- _What to work on_
All of the records must be set down again word for word.
═══ Data provided ═══
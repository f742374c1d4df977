use clap::Parser;
use std::process;
use td::cli::{Cli, Commands};
use td::cli_handlers::{self, AddArgs};
use td::config::{self, Config};
use tracing_subscriber::EnvFilter;

fn main() {
    let cli = Cli::parse();

    // Logs go to stderr so they never mix with listings
    tracing_subscriber::fmt()
        .with_env_filter(
            EnvFilter::try_from_default_env()
                .unwrap_or_else(|_| EnvFilter::new(config::log_filter(cli.verbose))),
        )
        .with_writer(std::io::stderr)
        .with_target(false)
        .init();

    let config = match Config::resolve(cli.file, cli.verbose) {
        Ok(config) => config,
        Err(e) => {
            println!("Error: {e}");
            process::exit(1);
        }
    };
    tracing::debug!(file = %config.file.display(), "using store");

    let policy = cli.command.error_policy();
    let result = match cli.command {
        Commands::Show { all } => cli_handlers::handle_show(&config, all),
        Commands::Add {
            list,
            name,
            tags,
            priority,
            urgency,
            deadline,
            description,
        } => cli_handlers::handle_add(
            &config,
            AddArgs {
                list,
                name,
                tags,
                priority,
                urgency,
                deadline,
                description,
            },
        ),
        Commands::Delete { list, name } => cli_handlers::handle_delete(&config, list, name),
        Commands::Update { list, name } => cli_handlers::handle_update(&config, list, name),
        Commands::Tick { list, name } => cli_handlers::handle_tick(&config, list, name),
        Commands::List { name, delete } => cli_handlers::handle_list(&config, name, delete),
    };

    if let Err(e) = policy.apply(result) {
        tracing::debug!(code = e.error_code(), "command failed");
        println!("Error: {e}");
        process::exit(1);
    }
}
═══
- _Exercise answer_
repository f742374c1d4df977
use clap::Parser;
use std::process;
use td::cli::{Cli, Commands};
use td::cli_handlers::{self, AddArgs};
use td::config::{self, Config};
use tracing_subscriber::EnvFilter;

fn main() {
    let cli = Cli::parse();

    // Logs go to stderr so they never mix with listings
    tracing_subscriber::fmt()
        .with_env_filter(
            EnvFilter::try_from_default_env()
                .unwrap_or_else(|_| EnvFilter::new(config::log_filter(cli.verbose))),
        )
        .with_writer(std::io::stderr)
        .with_target(false)
        .init();

    let config = match Config::resolve(cli.file, cli.verbose) {
        Ok(config) => config,
        Err(e) => {
            println!("Error: {e}");
            process::exit(1);
        }
    };
    tracing::debug!(file = %config.file.display(), "using store");

    let policy = cli.command.error_policy();
    let result = match cli.command {
        Commands::Show { all } => cli_handlers::handle_show(&config, all),
        Commands::Add {
            list,
            name,
            tags,
            priority,
            urgency,
            deadline,
            description,
        } => cli_handlers::handle_add(
            &config,
            AddArgs {
                list,
                name,
                tags,
                priority,
                urgency,
                deadline,
                description,
            },
        ),
        Commands::Delete { list, name } => cli_handlers::handle_delete(&config, list, name),
        Commands::Update { list, name } => cli_handlers::handle_update(&config, list, name),
        Commands::Tick { list, name } => cli_handlers::handle_tick(&config, list, name),
        Commands::List { name, delete } => cli_handlers::handle_list(&config, name, delete),
    };

    if let Err(e) = policy.apply(result) {
        tracing::debug!(code = e.error_code(), "command failed");
        println!("Error: {e}");
        process::exit(1);
    }
}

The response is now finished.